Boa antecipação, péssimo relato

Foi o 25 de Abril e o jornal desse dia quase não se referia à efeméride. Chocado, escreve o leitor José Reis, de Sines: "Está interessado o PÚBLICO em ignorar datas que marcam a nossa história? Porque me defraudou este ano, nesta data o PÚBLICO?" As efemérides, por mais importantes que sejam, representam sempre um desafio à imaginação jornalística. Usadas pela rotina, envelhecidas pelo que sobre elas já se escreveu, corroídas pela repetição de personagens e cenários conhecidos, as datas de referência perdem novidade e só se recuperam à força de golpes de asa que as proponham sob um ângulo diverso do tradicional. Nem sempre surge a proposta de uma abordagem estimulante, outras vezes aquela que parecia um hipótese interessante e inovadora não se mostra concretizável.
Foi o 25 de Abril e o PÚBLICO não encontrou modo de o cruzar com um olhar de novidade. Ficou defraudado José Reis: "Habituei-me a ver tratado no jornal PÚBLICO o 25 de Abril, quer para esclarecer pormenores mais escondidos da opinião pública, quer para lembrar às gerações mais novas minimamente o que foi o 25 de Abril." Regista-se a sugestão para o próximo ano e para outras efemérides relevantes.
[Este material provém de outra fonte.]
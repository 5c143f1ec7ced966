pub mod config;
pub mod routes;
pub mod store;
pub mod cors;
pub mod error;
pub mod rate_limiter;
pub mod catchers;
pub mod persist;

use rocket::{routes, catchers, Build, Rocket};
use crate::{
    routes::{all_options, cast_vote, create_poll, get_poll, list_polls, AppState},
    cors::CORS,
    catchers::{bad_request, conflict, internal_error, not_found, too_many_requests, unprocessable},
};

pub fn build_rocket(state: AppState) -> Rocket<Build> {
    rocket::build()
        .attach(CORS)
        .manage(state)
        .mount(
            "/api",
            routes![
                list_polls,
                get_poll,
                cast_vote,
                create_poll,
                all_options
            ],
        )
        .register(
            "/",
            catchers![
                bad_request,
                not_found,
                conflict,
                unprocessable,
                too_many_requests,
                internal_error
            ],
        )
}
O mesmo leitor indigna-se pelo facto da vitória da lista A nas eleições para a Direcção do Sindicato dos Bancários do Sul e Ilhas (SBIS) ter merecido apenas uma curta breve na última página da edição de dia 23 de Abril. Duvidando do "critério jornalístico" do seu jornal, José Reis insinua perguntando: "(Š) se tivesse ganho a lista B apoiada pela direcção da UGT e encabeçada pelo Sr. Barbosa de Almeida, seria também remetida para a última página do jornal, quase imperceptível, um parágrafo apenas?"
O leitor e o PÚBLICO convergem na importância das referidas eleições. Desde 30 de Março o jornal deu cinco notícias sobre a campanha eleitoral, entrevistou os principais protagonistas e dedicou-lhe o destaque do dia 22 (dia do voto). E, ao contrário do leitor, não tenho razão nenhuma para pensar que o desfecho eleitoral determinou um menor tratamento do resultado. O problema é outro. Mais genérico e mais difícil de entender pelos leitores.
Excluindo os jogos de futebol e outras competições desportivas, os factos parecem ser mais importantes para o PÚBLICO antes de terem lugar do que depois da sua concretização. É o que de melhor o jornalismo do PÚBLICO oferece aos seus leitores: capacidade de antecipar os acontecimentos, de fornecer quadros de leitura e inteligência para o que vai acontecer. Mas, despertados o interesse e a atenção dos leitores, sobrevém o desinteresse do jornal e dos seus jornalistas pelo que realmente aconteceu. A manchetes gritando a importância de um acontecimento de hoje sucedem no dia seguinte registos tão insignificantes - quando não a total ausência de relato e interpretação - do que se passou que ao leitor, perplexo, cabe perguntar-se se a "gritaria" do dia anterior era sensacionalismo ou motivada pela real importância do acontecimento que se anticipava. Este não é um modo razoável de honrar o contrato que diariamente se renova com os leitores.
Quem pretender fazer história apoiado no PÚBLICO, está condenado a ter de procurar nos jornais dos dias anteriores aos acontecimentos para encontrar referências deles, pois arrisca-se a encontrar registos minimais nas datas em que os factos se produziram. É uma forma esdrúxula de cumprir a condição de jornal diário!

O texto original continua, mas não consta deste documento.